WHAT IS NEEDED: Return exactly the lines of the records below, starting at the line that contains "self.min_delay_ms, self.max_delay_ms" and ending at the line that contains "if self.ceiling_failure_threshold == 0", with both of those lines kept.
======== PROVIDED RECORDS
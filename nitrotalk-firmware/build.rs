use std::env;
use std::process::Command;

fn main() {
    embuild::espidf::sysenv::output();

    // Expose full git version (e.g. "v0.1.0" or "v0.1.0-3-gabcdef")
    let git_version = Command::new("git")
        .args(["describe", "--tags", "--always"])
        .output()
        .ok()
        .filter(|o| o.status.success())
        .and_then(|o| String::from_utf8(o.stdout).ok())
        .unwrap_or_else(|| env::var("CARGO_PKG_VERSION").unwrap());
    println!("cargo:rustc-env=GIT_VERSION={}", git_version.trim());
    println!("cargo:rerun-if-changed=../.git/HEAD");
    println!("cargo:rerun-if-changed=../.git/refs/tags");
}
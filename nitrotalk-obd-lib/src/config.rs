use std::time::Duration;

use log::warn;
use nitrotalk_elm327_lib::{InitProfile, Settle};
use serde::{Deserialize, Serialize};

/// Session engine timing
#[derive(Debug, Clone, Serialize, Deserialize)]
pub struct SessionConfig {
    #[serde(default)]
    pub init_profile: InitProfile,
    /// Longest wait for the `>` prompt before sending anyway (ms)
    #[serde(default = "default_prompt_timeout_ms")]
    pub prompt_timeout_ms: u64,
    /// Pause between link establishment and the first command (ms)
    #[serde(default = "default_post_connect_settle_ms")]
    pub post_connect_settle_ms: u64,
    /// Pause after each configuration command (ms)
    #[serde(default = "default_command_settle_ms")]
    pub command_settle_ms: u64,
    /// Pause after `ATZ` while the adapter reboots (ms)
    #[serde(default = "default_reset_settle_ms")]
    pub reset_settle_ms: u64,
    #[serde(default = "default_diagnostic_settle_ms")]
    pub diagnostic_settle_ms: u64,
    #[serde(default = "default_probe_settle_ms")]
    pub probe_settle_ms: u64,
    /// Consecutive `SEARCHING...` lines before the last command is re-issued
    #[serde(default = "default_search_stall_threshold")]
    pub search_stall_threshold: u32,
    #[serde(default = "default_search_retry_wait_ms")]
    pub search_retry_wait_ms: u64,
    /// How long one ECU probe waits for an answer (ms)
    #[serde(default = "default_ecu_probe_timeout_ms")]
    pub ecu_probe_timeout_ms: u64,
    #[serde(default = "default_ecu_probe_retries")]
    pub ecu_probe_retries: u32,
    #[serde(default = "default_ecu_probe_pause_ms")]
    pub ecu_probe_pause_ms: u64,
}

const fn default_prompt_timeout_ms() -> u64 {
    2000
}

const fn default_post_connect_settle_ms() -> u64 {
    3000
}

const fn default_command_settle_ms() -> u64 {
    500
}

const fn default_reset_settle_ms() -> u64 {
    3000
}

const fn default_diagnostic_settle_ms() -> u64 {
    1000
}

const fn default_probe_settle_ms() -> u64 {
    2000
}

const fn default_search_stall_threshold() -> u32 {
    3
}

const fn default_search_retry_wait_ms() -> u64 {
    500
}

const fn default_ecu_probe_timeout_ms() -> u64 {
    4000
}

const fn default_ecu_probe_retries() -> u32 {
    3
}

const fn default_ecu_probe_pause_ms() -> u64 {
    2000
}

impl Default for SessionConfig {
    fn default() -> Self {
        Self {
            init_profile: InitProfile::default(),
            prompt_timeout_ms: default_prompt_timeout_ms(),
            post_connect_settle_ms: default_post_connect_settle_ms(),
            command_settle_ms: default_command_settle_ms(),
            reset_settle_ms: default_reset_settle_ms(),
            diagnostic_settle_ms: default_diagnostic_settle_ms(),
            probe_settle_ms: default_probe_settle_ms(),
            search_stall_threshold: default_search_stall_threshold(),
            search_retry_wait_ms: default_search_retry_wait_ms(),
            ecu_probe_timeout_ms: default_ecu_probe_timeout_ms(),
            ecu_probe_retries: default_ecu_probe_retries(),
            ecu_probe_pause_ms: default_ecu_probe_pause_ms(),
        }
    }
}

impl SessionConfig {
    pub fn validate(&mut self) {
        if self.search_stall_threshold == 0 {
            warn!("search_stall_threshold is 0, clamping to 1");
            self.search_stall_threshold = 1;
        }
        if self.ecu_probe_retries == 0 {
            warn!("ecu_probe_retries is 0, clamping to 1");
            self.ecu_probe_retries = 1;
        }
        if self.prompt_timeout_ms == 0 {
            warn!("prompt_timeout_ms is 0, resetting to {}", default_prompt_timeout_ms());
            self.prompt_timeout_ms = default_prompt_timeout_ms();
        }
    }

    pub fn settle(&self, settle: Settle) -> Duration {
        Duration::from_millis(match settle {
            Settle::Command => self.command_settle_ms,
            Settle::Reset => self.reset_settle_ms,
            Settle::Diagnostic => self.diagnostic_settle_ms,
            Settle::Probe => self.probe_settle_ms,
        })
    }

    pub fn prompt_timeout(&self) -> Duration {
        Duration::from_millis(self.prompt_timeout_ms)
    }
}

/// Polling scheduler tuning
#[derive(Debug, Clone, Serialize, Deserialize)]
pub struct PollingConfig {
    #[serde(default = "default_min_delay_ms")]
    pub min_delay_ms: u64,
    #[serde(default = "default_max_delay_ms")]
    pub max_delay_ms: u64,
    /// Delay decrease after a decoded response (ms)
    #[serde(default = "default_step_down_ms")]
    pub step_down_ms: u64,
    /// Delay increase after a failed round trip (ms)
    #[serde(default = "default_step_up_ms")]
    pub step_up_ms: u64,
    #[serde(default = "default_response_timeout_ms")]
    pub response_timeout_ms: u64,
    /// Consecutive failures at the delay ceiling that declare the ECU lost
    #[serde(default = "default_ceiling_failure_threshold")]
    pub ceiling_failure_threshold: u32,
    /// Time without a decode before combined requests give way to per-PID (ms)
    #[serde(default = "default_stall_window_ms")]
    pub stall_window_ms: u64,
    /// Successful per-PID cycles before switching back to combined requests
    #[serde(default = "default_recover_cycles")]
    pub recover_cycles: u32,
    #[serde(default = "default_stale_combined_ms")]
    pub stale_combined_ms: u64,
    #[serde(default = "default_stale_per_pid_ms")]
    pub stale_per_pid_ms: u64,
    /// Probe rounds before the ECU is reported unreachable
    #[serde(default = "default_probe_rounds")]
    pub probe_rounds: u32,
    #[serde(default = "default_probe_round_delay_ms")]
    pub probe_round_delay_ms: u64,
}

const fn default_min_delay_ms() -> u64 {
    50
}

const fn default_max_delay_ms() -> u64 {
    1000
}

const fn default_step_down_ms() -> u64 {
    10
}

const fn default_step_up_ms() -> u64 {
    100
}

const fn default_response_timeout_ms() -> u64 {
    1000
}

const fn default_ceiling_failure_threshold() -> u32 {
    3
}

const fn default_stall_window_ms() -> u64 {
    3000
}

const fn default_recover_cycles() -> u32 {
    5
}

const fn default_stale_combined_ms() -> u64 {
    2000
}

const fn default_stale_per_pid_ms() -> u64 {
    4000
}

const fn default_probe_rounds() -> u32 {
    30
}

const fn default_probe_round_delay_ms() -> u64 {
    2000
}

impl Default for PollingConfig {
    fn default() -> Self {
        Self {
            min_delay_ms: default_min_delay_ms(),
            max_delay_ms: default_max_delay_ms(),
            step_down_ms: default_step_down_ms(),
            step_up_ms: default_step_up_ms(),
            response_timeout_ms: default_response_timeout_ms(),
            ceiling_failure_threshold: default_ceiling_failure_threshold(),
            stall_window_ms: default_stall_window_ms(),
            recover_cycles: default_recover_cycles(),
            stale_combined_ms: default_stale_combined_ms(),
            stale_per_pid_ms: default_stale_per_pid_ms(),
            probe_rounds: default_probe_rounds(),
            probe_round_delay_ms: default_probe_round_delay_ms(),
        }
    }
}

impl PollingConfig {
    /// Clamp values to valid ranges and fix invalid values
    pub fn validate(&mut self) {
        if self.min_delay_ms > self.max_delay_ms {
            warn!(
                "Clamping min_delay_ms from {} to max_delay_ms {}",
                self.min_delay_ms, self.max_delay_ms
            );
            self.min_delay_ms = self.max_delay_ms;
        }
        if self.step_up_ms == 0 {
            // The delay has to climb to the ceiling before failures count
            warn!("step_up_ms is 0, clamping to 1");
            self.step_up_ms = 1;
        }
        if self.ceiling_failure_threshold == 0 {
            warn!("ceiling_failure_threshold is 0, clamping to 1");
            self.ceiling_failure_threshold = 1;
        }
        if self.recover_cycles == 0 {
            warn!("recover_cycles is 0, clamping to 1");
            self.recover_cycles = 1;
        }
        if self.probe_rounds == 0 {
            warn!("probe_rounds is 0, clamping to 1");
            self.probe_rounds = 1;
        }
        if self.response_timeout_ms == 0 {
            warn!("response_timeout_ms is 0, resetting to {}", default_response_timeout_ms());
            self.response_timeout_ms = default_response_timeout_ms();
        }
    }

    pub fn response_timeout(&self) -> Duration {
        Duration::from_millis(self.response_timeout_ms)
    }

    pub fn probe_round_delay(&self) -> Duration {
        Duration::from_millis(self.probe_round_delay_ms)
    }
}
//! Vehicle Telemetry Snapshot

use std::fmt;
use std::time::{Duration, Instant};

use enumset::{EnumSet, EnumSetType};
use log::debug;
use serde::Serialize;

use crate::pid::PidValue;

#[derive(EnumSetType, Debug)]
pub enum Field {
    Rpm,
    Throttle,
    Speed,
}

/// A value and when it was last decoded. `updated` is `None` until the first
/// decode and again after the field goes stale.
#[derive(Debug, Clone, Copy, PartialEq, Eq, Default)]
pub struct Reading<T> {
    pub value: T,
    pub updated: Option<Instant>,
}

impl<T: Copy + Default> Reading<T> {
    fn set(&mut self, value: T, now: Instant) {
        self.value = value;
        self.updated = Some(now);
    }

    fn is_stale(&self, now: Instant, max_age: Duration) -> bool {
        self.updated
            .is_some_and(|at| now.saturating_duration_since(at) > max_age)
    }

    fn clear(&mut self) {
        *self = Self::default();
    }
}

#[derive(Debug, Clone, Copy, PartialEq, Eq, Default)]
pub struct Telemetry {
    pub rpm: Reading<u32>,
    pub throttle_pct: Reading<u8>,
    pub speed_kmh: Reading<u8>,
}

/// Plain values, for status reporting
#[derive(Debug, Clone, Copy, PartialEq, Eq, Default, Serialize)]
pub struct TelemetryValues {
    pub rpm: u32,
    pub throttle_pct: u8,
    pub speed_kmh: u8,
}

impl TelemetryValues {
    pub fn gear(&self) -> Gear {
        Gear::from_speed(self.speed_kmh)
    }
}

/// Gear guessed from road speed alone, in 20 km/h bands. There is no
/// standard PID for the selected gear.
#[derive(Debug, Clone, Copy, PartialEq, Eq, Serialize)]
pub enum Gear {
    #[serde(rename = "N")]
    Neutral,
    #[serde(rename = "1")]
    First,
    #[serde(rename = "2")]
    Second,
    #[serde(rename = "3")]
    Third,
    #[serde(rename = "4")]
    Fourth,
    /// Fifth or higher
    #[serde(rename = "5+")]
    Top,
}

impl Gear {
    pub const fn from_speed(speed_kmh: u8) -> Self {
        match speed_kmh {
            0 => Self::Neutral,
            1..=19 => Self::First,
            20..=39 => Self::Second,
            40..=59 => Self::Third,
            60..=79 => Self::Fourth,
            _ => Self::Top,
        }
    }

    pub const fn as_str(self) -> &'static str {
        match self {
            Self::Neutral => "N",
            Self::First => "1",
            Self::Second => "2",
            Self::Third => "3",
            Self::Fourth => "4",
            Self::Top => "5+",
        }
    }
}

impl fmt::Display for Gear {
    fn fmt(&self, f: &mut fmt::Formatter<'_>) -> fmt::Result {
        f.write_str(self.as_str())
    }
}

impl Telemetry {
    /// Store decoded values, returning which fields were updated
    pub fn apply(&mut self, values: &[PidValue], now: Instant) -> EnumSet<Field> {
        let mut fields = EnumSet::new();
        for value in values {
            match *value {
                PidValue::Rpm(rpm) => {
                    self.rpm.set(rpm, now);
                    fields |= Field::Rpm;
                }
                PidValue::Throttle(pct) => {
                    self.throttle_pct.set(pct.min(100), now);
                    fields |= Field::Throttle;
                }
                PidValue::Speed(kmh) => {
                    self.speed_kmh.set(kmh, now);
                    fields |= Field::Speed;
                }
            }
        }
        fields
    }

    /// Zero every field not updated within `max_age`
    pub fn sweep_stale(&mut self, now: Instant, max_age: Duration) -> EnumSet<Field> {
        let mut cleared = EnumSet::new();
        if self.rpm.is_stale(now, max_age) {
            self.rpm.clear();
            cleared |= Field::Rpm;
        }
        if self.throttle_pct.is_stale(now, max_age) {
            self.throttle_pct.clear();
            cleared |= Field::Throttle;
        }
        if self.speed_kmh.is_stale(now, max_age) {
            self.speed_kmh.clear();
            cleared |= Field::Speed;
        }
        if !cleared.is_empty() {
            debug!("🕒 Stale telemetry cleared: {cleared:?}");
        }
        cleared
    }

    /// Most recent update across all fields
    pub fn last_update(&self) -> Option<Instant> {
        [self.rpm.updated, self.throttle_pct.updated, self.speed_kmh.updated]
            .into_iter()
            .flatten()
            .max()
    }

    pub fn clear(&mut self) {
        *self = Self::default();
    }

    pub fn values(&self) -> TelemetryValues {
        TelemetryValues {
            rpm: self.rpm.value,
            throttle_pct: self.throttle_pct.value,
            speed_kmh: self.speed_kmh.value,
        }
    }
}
================
OUTPUT FOR THIS TASK:
                self.min_delay_ms, self.max_delay_ms
            );
            self.min_delay_ms = self.max_delay_ms;
        }
        if self.step_up_ms == 0 {
            // The delay has to climb to the ceiling before failures count
            warn!("step_up_ms is 0, clamping to 1");
            self.step_up_ms = 1;
        }
        if self.ceiling_failure_threshold == 0 {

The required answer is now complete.